Should be £50 billion.
Changed now
Ideology, ideology. I was at a business leaders meeting over the weekend and the majority view was that “inflation must not be allowed to get estabished”. I and others railed against this, but the cruel (vicious to my mind) response was “no pain, no gain”. None present were going to feel much of the pain, and would likely gain.
Thanks
Para 8, £50 billion, not £50 million!
Typing too early!
Changed
Why is it we have the most useless Opposition ever that does not articulate this?
Is Starmer an establishment plant to destroy the Labour Party?
in a word – yes! That Starmer is one of the rarified group of Britons who are members of the Trilateral Commission “tells you everything you need to know”. Yes, most politicians from across the political spectrum are either careerists or coopted or both. But Starmer is in another category altogether. He is nothing to do with the Labour Party at all. His role has been to destroy it – and that’s the only area in which his competences lie.
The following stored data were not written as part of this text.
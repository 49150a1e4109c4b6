//! End-to-end scenarios over realistic grid setups.

use rand::{Rng, SeedableRng};
use rand_chacha::ChaCha8Rng;

use crate::calculations::{discretized_misfit, PercentileBinner};
use crate::grid::{MetricGrid, RasterGrid};
use crate::residual::Residual;

const Z: &str = "topographic__elevation";
const CHI: &str = "channel__chi_index";

/// 10x10 grid with node index as elevation and a seeded pseudo-random chi
/// field.
fn ten_by_ten_pair(seed: u64, model_offset: f64) -> (RasterGrid, RasterGrid) {
    let mut rng = ChaCha8Rng::seed_from_u64(seed);
    let z: Vec<f64> = (0..100).map(|i| i as f64).collect();
    let chi: Vec<f64> = (0..100).map(|_| rng.gen_range(0.0..50.0)).collect();

    let mut data = RasterGrid::new(10, 10);
    data.add_field(Z, z.clone()).unwrap();
    data.add_field(CHI, chi.clone()).unwrap();

    let mut model = RasterGrid::new(10, 10);
    model
        .add_field(Z, z.iter().map(|v| v + model_offset).collect())
        .unwrap();
    model.add_field(CHI, chi).unwrap();
    (model, data)
}

const MISFIT_YAML: &str = "
dm:
  calc: discretized_misfit
  name_template: \"chi_{field_1_level}.z_{field_2_level}\"
  misfit_field: topographic__elevation
  field_1: channel__chi_index
  field_2: topographic__elevation
  field_1_percentile_edges: [0, 30, 60, 100]
  field_2_percentile_edges: [0, 50, 100]
";

#[test]
fn identical_grids_give_zero_misfit_in_all_six_categories() {
    let (model, data) = ten_by_ten_pair(7, 0.0);
    assert_eq!(data.core_node_count(), 64);

    let mut residual = Residual::from_yaml(MISFIT_YAML).unwrap();
    residual.calculate(&model, &data).unwrap();

    assert_eq!(residual.names().len(), 6);
    for (name, value) in residual.results() {
        assert_eq!(*value, 0.0, "category {name} must have zero misfit");
    }
}

#[test]
fn monotone_field_splits_at_the_median_column() {
    // field_1 strictly increasing left-to-right: value = column index.
    let col_field: Vec<f64> = (0..100).map(|i| (i % 10) as f64).collect();
    let mut data = RasterGrid::new(10, 10);
    data.add_field(Z, col_field.clone()).unwrap();
    let model = data.clone();

    let result = discretized_misfit(
        &model,
        &data,
        "c_{field_1_level}_{field_2_level}",
        Z,
        Z,
        Z,
        &[0.0, 50.0, 100.0],
        &[0.0, 100.0],
    )
    .unwrap();

    // Core columns run 1..=8, so the median boundary is 4.5: columns 1-4 in
    // bin 0, columns 5-8 in bin 1.
    for row in 1..9 {
        for col in 1..9 {
            let node = row * 10 + col;
            let category = result.category()[node];
            if col <= 4 {
                assert_eq!(category, 1, "node {node} (col {col}) must be in bin 0");
            } else {
                assert_eq!(category, 2, "node {node} (col {col}) must be in bin 1");
            }
        }
    }
    // Boundary nodes are excluded regardless of value.
    assert_eq!(result.category()[0], 0);
    assert_eq!(result.category()[99], 0);
}

#[test]
fn perfectly_correlated_fields_leave_off_diagonal_categories_empty() {
    // field_1 == field_2 means bin indices always agree, so the (1,2) and
    // (2,1) combinations can have no members.
    let z: Vec<f64> = (0..100).map(|i| i as f64).collect();
    let mut data = RasterGrid::new(10, 10);
    data.add_field(Z, z).unwrap();
    let model = data.clone();

    let result = discretized_misfit(
        &model,
        &data,
        "c_{field_1_level}_{field_2_level}",
        Z,
        Z,
        Z,
        &[0.0, 50.0, 100.0],
        &[0.0, 50.0, 100.0],
    )
    .unwrap();

    assert_eq!(result.entries().len(), 4, "empty categories are not omitted");
    let by_name: Vec<(&str, f64, usize)> = result
        .entries()
        .iter()
        .map(|e| (e.name.as_str(), e.value, e.count))
        .collect();
    assert_eq!(by_name[1], ("c_1_2", 0.0, 0));
    assert_eq!(by_name[2], ("c_2_1", 0.0, 0));
    assert!(result.entries()[1].is_empty());
    assert!(!result.entries()[0].is_empty());
    assert_eq!(result.entries()[0].count + result.entries()[3].count, 64);
}

#[test]
fn constant_offset_misfit_distributes_over_categories() {
    let (model, data) = ten_by_ten_pair(21, 2.0);
    let mut residual = Residual::from_yaml(MISFIT_YAML).unwrap();
    residual.calculate(&model, &data).unwrap();

    // Every core node contributes (2.0)^2; the six categories partition the
    // 64 core nodes, so the values sum to 256.
    let total: f64 = residual.values().iter().sum();
    assert!((total - 256.0).abs() < 1e-9, "total misfit was {total}");
}

#[test]
fn repeated_evaluation_is_exactly_identical() {
    let (model, data) = ten_by_ten_pair(3, 0.75);
    let mut residual = Residual::from_yaml(MISFIT_YAML).unwrap();

    residual.calculate(&model, &data).unwrap();
    let first: Vec<(String, f64)> = residual.results().to_vec();

    let mut again = Residual::from_yaml(MISFIT_YAML).unwrap();
    again.calculate(&model, &data).unwrap();

    assert_eq!(again.results(), first.as_slice());
}

#[test]
fn binner_covers_every_core_value_of_a_random_field() {
    let mut rng = ChaCha8Rng::seed_from_u64(99);
    let values: Vec<f64> = (0..500).map(|_| rng.gen_range(-1000.0..1000.0)).collect();

    let binner = PercentileBinner::from_values("z", &values, &[0.0, 20.0, 40.0, 60.0, 80.0, 100.0])
        .unwrap();
    for &v in &values {
        let bin = binner.bin_of(v);
        assert!(bin <= 4, "value {v} landed outside [0, 4]: bin {bin}");
    }
}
I am not a big fan of Starmer, but this is silly, to be at my politest
He would have fitted quite comfortably into most Labour governments we have had so your claims make no sense
Tories believe that whatever help is given to those that struggle must be coming from their pocket and they don’t like that – whatever good it might do and however little it might hurt them. Sad.
Now, most Tories fail to understand money creation etc. so see this as a “zero sum game” but even those that do understand money still oppose because they fear that at some point the money added will be drained through taxation – and that will almost certainly be redistributive.
Your anger is justified but make no mistake, it is selfishness that drives the policy with ignorance playing a strong supporting role.
They fail to understand “trickle UP”….. trickle up of well-being. Support those that are struggling and make their lives better and all all our lives become better!
“So, money creation now will not create or add to inflation risk.”
Err.. I know you are trying to protect your narrative but not even your most ardent follower will believe that deep down… Inflation is never caused by one factor it is a combination of factors and increasing the money supply is one of them.
In extremis, yes
But there is nothing remotely extreme about this case, as I demonstrate
You took the quote out of context, deliberately, which simply shows you up for the troll you are
Sadly I think the answer to why the government is intent on attacking the poor is that they despise the poor. It is part of their new (from 2010) ideology. George Osborne (Nick Clegg reported) attacked the poorest because cutting welfare would boost conservative popularity. The anti-poor ‘bedroom tax’ is still in force. Measures to limit the voting power of opposition voters (ID cards etc) are on-going, as are plans to stop the judiciary ‘interfering’ with anti-democratic government actions like the illegal proroguing of Parliament. The blatant lie of ‘having to pay for’ the £12billion to the NHS whilst apparently not having to pay for the £400billion Covid bill or the £100billion HS2 bill is scandalous but it seems no-one bats an eyelid. Lies in Parliament, lies to the media all seem to be accepted with a shrug, as is the tanking of the economy by the Tories who bask in the myth of financial rectitude. Of course a crooked government will take advantage of a population who demonstrate such woefully misguided trust!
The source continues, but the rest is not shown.